__Activity__
Among the lines below, a stretch begins at the one with "flattened into sibling" and ends at the one with "to parse MongoDB". Repeat that stretch exactly, ends included.

Stored items
"""

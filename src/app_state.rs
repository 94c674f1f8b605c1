// src/app_state.rs
use crate::chat_server::ChatServer;
use crate::config::Config;
use crate::db::MongoDB;
use crate::email::SmtpMailer;
use actix::Addr;
use std::sync::Arc;

#[derive(Clone)]
pub struct AppState {
    pub chat_server: Addr<ChatServer>,
    pub mongodb: Arc<MongoDB>,
    pub mailer: SmtpMailer,
    pub config: Config,
}
use mongodb::{options::ClientOptions, Client, Database};

/// Collection names, kept exactly as the clinic frontend knows them.
/// Firestore subcollections (`.../messages`) are flattened into sibling
/// collections that carry the parent key as a field.
pub const USERS_COLLECTION: &str = "users";
pub const APPOINTMENTS_COLLECTION: &str = "appointments";
pub const CHAT_COLLECTION: &str = "appointmentChats";
pub const CHAT_MESSAGES_COLLECTION: &str = "appointmentChatMessages";
pub const MEMBER_CHAT_COLLECTION: &str = "chats";
pub const MEMBER_CHAT_MESSAGES_COLLECTION: &str = "chatMessages";
pub const NOTIFICATIONS_COLLECTION: &str = "notifications";

pub struct MongoDB {
    pub client: Client,
    pub db: Database,
}

impl MongoDB {
    pub async fn init(uri: &str, db_name: &str) -> Self {
        let client_options = ClientOptions::parse(uri)
            .await
            .expect("Failed to parse MongoDB connection string");
        let client = Client::with_options(client_options).expect("Failed to initialize client");
        let db = client.database(db_name);
        MongoDB { client, db }
    }
}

"""

__Exercise solution__
/// Firestore subcollections (`.../messages`) are flattened into sibling
/// collections that carry the parent key as a field.
pub const USERS_COLLECTION: &str = "users";
pub const APPOINTMENTS_COLLECTION: &str = "appointments";
pub const CHAT_COLLECTION: &str = "appointmentChats";
pub const CHAT_MESSAGES_COLLECTION: &str = "appointmentChatMessages";
pub const MEMBER_CHAT_COLLECTION: &str = "chats";
pub const MEMBER_CHAT_MESSAGES_COLLECTION: &str = "chatMessages";
pub const NOTIFICATIONS_COLLECTION: &str = "notifications";

pub struct MongoDB {
    pub client: Client,
    pub db: Database,
}

impl MongoDB {
    pub async fn init(uri: &str, db_name: &str) -> Self {
        let client_options = ClientOptions::parse(uri)
            .await
            .expect("Failed to parse MongoDB connection string");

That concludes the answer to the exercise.